In the ischaemia-reperfused heart, transforming growth factor beta (TGF beta) proteins trigger the differentiation of cardiac fibroblasts (CFs) contributing to fibrosis. Reoxygenation of the heart, in addition to being a trigger for reperfusion injury, induces tissue remodelling by hyperoxia-sensitive signalling processes involving TGF beta. Here, we sought to characterize the molecular mechanisms responsible for the O-2-sensitive transcriptional induction of TGF beta in murine CF and to test the significance of such findings in the infarcted myocardium in vivo using laser capture microdissection. All three isoforms of TGF beta were induced in the CF-rich peri-infarct tissue as well as in CF exposed to hyperoxic challenge.

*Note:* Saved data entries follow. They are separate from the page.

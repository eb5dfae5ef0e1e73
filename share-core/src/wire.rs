//! Framing: length-prefix (4 bytes LE) + bincode payload.

use crate::protocol::Message;

/// Size of the length prefix.
pub const LEN_SIZE: usize = 4;
/// Largest accepted frame body.
pub const MAX_FRAME_LEN: u32 = 16 * 1024 * 1024; // 16 MiB

/// Encode a message into a single frame: 4 bytes LE length + bincode payload.
pub fn encode_frame(msg: &Message) -> Result<Vec<u8>, FrameEncodeError> {
    let payload = bincode::serialize(msg).map_err(FrameEncodeError::Encode)?;
    if payload.len() > MAX_FRAME_LEN as usize {
        return Err(FrameEncodeError::TooLarge(payload.len()));
    }
    let len = payload.len() as u32;
    let mut out = Vec::with_capacity(LEN_SIZE + payload.len());
    out.extend_from_slice(&len.to_le_bytes());
    out.extend_from_slice(&payload);
    Ok(out)
}

/// Error encoding a message into a frame (bincode or size limit).
#[derive(Debug, thiserror::Error)]
pub enum FrameEncodeError {
    #[error("encode error: {0}")]
    Encode(#[from] bincode::Error),
    #[error("frame too large: {0} bytes")]
    TooLarge(usize),
}

/// Parse the length prefix. Rejects lengths over the frame cap before any body is read.
pub fn frame_len(header: [u8; LEN_SIZE]) -> Result<usize, FrameDecodeError> {
    let len = u32::from_le_bytes(header);
    if len > MAX_FRAME_LEN {
        return Err(FrameDecodeError::TooLarge);
    }
    Ok(len as usize)
}

/// Decode a frame body (the bytes after the length prefix).
pub fn decode_body(body: &[u8]) -> Result<Message, FrameDecodeError> {
    bincode::deserialize(body).map_err(FrameDecodeError::Decode)
}

/// Error decoding a frame (too large or bincode failure).
#[derive(Debug, thiserror::Error)]
pub enum FrameDecodeError {
    #[error("frame too large")]
    TooLarge,
    #[error("decode error: {0}")]
    Decode(#[from] bincode::Error),
}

Reporter studies demonstrated that TGF beta transcription is hyperoxia inducible. Deletion of any one or both of the activating protein-1 (AP-1) binding sites in the TGF beta reporter construct resulted in loss of O-2 sensitivity, demonstrating that AP-1 confers O-2 sensitivity to TGF beta transcription. Fos-related AP-1 transcription factor (Fra-2) and Ask-1 (apoptosis signal-regulating kinase-1) were identified as key mediators of AP-1-dependent O-2-sensitive TGF beta transcription. Knockdown of Fra-2 significantly blunted O-2-induced expression of TGF beta 1 as well as TGF beta 3 in CF. Knockdown of Ask-1 blunted hyperoxia-induced Fra-2 gene expression and nuclear localization in CF. Collectively, these observations point towards a central role of Ask-1 and Fra-2 in O-2-inducible AP-1 activation and induction of TGF beta. Taken together with the observation that Fra-2-regulated genes are implicated in fibrosis, identification of Fra-2 as an O-2-sensitive transcriptional regulator of inducible TGF beta expression positions Fra-2 as an important player in reoxygenation-induced fibrosis.